The fun drug is Revlimid (AKA lenalidomide). It’s an improved form of thalidomide, which means I can’t be within ten feet of a pregnant woman (fifteen feet if she’s downwind), or three feet of a woman who might become pregnant.

So now I am set for a six month regime of one pill a day, ten pills once a week, and one shot a week. Side effects include constipation and diarrhea, fatigue and insomnia, dry, sweaty skin, and mood swings that have nothing to do with the fact that I’m playing a game with Death and he’s already bought Park Place, Boardwalk, and all the railroads.****

What does all this mean for my chances of seeing the return of Halley’s comet? Based on a 2012 (i.e. 5 years old) study the median survival time with my cocktail of “novel drugs” is ~7 years, roughly.
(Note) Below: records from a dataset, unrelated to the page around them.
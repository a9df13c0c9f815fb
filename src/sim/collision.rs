//! Collision detection and response
//!
//! Every entity is approximated by a circle centered on its position. Each
//! tick the resolver tests all pairs of live entities, builds at most one
//! report per entity and hands each report to that entity's handler.

use std::ops::Bound::{Excluded, Unbounded};

use glam::Vec2;
use serde::{Deserialize, Serialize};

use super::entity::{CollisionResponse, EntityId, EntityTable};
use crate::consts::COLLISION_TOLERANCE;

/// Circle enclosing an entity's shape at its current position
#[derive(Debug, Clone, Copy, PartialEq, Default, Serialize, Deserialize)]
pub struct BoundingCircle {
    pub center: Vec2,
    pub radius: f32,
}

impl BoundingCircle {
    pub fn new(center: Vec2, radius: f32) -> Self {
        Self { center, radius }
    }

    /// Circle at `center` reaching the local vertex farthest from the origin.
    ///
    /// Rotation keeps distances from the origin, so the circle holds for any
    /// heading. An empty shape gives a zero radius.
    pub fn enclosing(center: Vec2, local_vertices: &[Vec2]) -> Self {
        let max_sq = local_vertices
            .iter()
            .map(|v| v.length_squared())
            .fold(0.0_f32, f32::max);
        Self::new(center, max_sq.sqrt())
    }

    /// Overlap test; tangent circles count as touching
    #[inline]
    pub fn intersects(&self, other: &BoundingCircle) -> bool {
        self.intersects_within(other, COLLISION_TOLERANCE)
    }

    /// Overlap test with an explicit absolute tolerance on the squared distance
    pub fn intersects_within(&self, other: &BoundingCircle, tolerance: f32) -> bool {
        let distance_sq = (self.center - other.center).length_squared();
        let reach = self.radius + other.radius;
        let threshold = reach * reach;
        distance_sq <= threshold || (distance_sq - threshold).abs() <= tolerance
    }
}

/// One side of a detected overlap: `reporter` touched `other`
#[derive(Debug, Clone, Copy, PartialEq, Eq)]
pub struct CollisionReport {
    pub reporter: EntityId,
    pub other: EntityId,
}

/// Reports keyed by reporting entity, at most one each
pub type CollisionReports = std::collections::BTreeMap<EntityId, CollisionReport>;

/// Outcome of one resolution pass
#[derive(Debug, Clone, Default, PartialEq)]
pub struct Resolution {
    /// Number of entities that received a report
    pub reports: usize,
    /// Entities switched to their hit state
    pub hits: Vec<EntityId>,
    /// Entities removed from the table, ascending
    pub removed: Vec<EntityId>,
}

/// All-pairs circle collision pass
#[derive(Debug, Clone, Copy)]
pub struct CollisionResolver {
    tolerance: f32,
}

impl Default for CollisionResolver {
    fn default() -> Self {
        Self::new(COLLISION_TOLERANCE)
    }
}

impl CollisionResolver {
    pub fn new(tolerance: f32) -> Self {
        Self { tolerance }
    }

    pub fn tolerance(&self) -> f32 {
        self.tolerance
    }

    /// Find overlapping pairs in ascending id order.
    ///
    /// Both sides of a pair get a report. An entity is reported at most once:
    /// the first pair found wins and any later pair touching an entity that
    /// already has a report is skipped.
    pub fn detect_all(&self, entities: &EntityTable) -> CollisionReports {
        let mut reports = CollisionReports::new();

        for (&first_id, first) in entities {
            if reports.contains_key(&first_id) {
                continue;
            }
            for (&second_id, second) in entities.range((Excluded(first_id), Unbounded)) {
                if reports.contains_key(&second_id) {
                    continue;
                }
                if first
                    .bounding_circle
                    .intersects_within(&second.bounding_circle, self.tolerance)
                {
                    reports.insert(
                        first_id,
                        CollisionReport {
                            reporter: first_id,
                            other: second_id,
                        },
                    );
                    reports.insert(
                        second_id,
                        CollisionReport {
                            reporter: second_id,
                            other: first_id,
                        },
                    );
                    break;
                }
            }
        }

        reports
    }

    /// Detect, then dispatch every report to its entity's handler.
    ///
    /// Handlers run against the table as it was at the start of the pass;
    /// removals they request are applied once all of them have run.
    pub fn handle(&self, entities: &mut EntityTable) -> Resolution {
        let reports = self.detect_all(entities);
        let mut resolution = Resolution {
            reports: reports.len(),
            ..Default::default()
        };
        if reports.is_empty() {
            return resolution;
        }

        let mut pending = Vec::new();
        for report in reports.values() {
            let Some(other_kind) = entities.get(&report.other).map(|e| e.kind) else {
                continue;
            };
            let Some(entity) = entities.get_mut(&report.reporter) else {
                continue;
            };

            let response = entity.collision_handler(report, &other_kind);
            log::debug!(
                "collision: {} {} with {} {} -> {:?}",
                entity.kind.name(),
                report.reporter,
                other_kind.name(),
                report.other,
                response
            );
            if response == CollisionResponse::Hit {
                resolution.hits.push(report.reporter);
            }
            pending.extend(response.removals(report.reporter));
        }

        pending.sort_unstable();
        pending.dedup();
        for id in pending {
            if entities.remove(&id).is_some() {
                resolution.removed.push(id);
            }
        }

        resolution
    }
}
So, 7 years! Yay! Not so fast Gosset. Median says half survive longer, but half don’t make it that long. It’s like my stats students. They get mad when I tell them that half the class is below average. On the bright side, my oncodoc seems to think that I’ve got a good chance of beating the seven year mark, since my priors look reasonably good.

On the not-so-bright side, I still have a theoretical ~10% chance of not making it to Christmas of 2018.

 


*Title is a Terry Pratchett quote.

**The only part of my back that doesn’t actually hurt

***On the other hand, there’s at least one journal article that says trisomys might indicate longer survival chances under certain conditions. I shall have to ask.

****Actually, it’s hyperactiveness, that wears off after a couple of days. So on the one hand I can take it before the weekend and will calm down before my next class. On the other hand, it might cause people to say “Well, he’s finally getting some work done.”

 

The Long Farewell: Intimations of Mortality

August 29, 2017

The bad news is, I’ve got multiple myeloma. The good news, such as it is, is that it looks like it’s the so-called smouldering myeloma variety, AKA dumpster fire in your bones.

TLDR: It’s blood cancer. It’s incurable. It’s controllable. I have an early stage.

MM normally starts out as MGUS, or monoclonal gammopathy of undetermined significance. MGUS converts to MM at the rate of about 1.5% per year. Mine may have been that way for ten or 15 years, undetected. Since the treatment for MGUS is hide and watch, that was fine. In fact the treatment for smouldering is still hide and watch, but at a somewhat more watchful level.

I don’t know much more than that right now. When I get back from Japan, we’ll do a full body MRI and pee in a bottle for 24hrs. Ask me again in October.

Not much available on survival statistics for MM, not because it’s an exotic disease, but because doctors are terrible at reporting statistics. The best I can find is that the survival rate for full up MM, untreated, is 7 months. Treated 5yr survival 49% . Assume median (and mean) survival is 60 months. Range is then 7 – 113, StdDev ~ 0.25*range = 28 months. This is not totally accurate, because the curve is not normal, on account of the 0-month wall on the left. The curve is skewed right by an unknown amount.

In any event, the clock doesn’t start ticking until the smouldering bursts into flame, and who knows when that will be. Still, I’m dumping my long-term Treasury Notes.

I am off to Japan in 12hrs or so, and my responses will be erratic. The family request that all messages of support and condolence be sent to the Democratic National Committee.